_Your task_. Copy out each line below in which the string "NonInteractivePrompt" appears.

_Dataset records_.
//! Interactive terminal prompt.

use console::{style, Term};
use dialoguer::theme::ColorfulTheme;
use dialoguer::Input;
use std::io::Write;
use std::path::Path;

use crate::error::{LogDirError, Result};

use super::{conflict_question, ConflictPrompt, LinePrompt, NonInteractivePrompt};

/// Convert dialoguer errors to LogDirError.
fn map_dialoguer_err(e: dialoguer::Error) -> LogDirError {
    LogDirError::Io(e.into())
}

/// Dialoguer theme without the default yellow `?` prefix.
fn prompt_theme() -> ColorfulTheme {
    ColorfulTheme {
        prompt_prefix: style("".to_string()),
        ..ColorfulTheme::default()
    }
}

/// Interactive terminal prompt implementation.
pub struct TerminalPrompt {
    term: Term,
    theme: ColorfulTheme,
}

impl TerminalPrompt {
    /// Create a new terminal prompt on stdout.
    pub fn new() -> Self {
        Self {
            term: Term::stdout(),
            theme: prompt_theme(),
        }
    }
}

impl Default for TerminalPrompt {
    fn default() -> Self {
        Self::new()
    }
}

impl ConflictPrompt for TerminalPrompt {
    fn choose(&mut self, path: &Path) -> Result<String> {
        let answer: String = Input::with_theme(&self.theme)
            .with_prompt(conflict_question(path))
            .interact_text_on(&self.term)
            .map_err(map_dialoguer_err)?;
        Ok(answer.trim().to_string())
    }

    fn reject(&mut self, answer: &str) {
        writeln!(self.term, "{} {}", style("Invalid option:").red(), answer).ok();
    }
}

/// Create the appropriate prompt for the current environment.
///
/// Interactive sessions get a dialoguer prompt on a real terminal and a
/// plain line prompt when stdout is redirected.
pub fn create_prompt(interactive: bool) -> Box<dyn ConflictPrompt> {
    if !interactive {
        Box::new(NonInteractivePrompt)
    } else if Term::stdout().is_term() {
        Box::new(TerminalPrompt::new())
    } else {
        Box::new(LinePrompt::stdio())
    }
}

#[cfg(test)]
mod tests {
    use super::*;

    #[test]
    fn terminal_prompt_creation() {
        let prompt = TerminalPrompt::new();
        drop(prompt);
    }

    #[test]
    fn non_interactive_prompt_refuses() {
        let mut prompt = create_prompt(false);
        assert!(prompt.choose(Path::new("out")).is_err());
    }
}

_Solved problem_.
use super::{conflict_question, ConflictPrompt, LinePrompt, NonInteractivePrompt};
        Box::new(NonInteractivePrompt)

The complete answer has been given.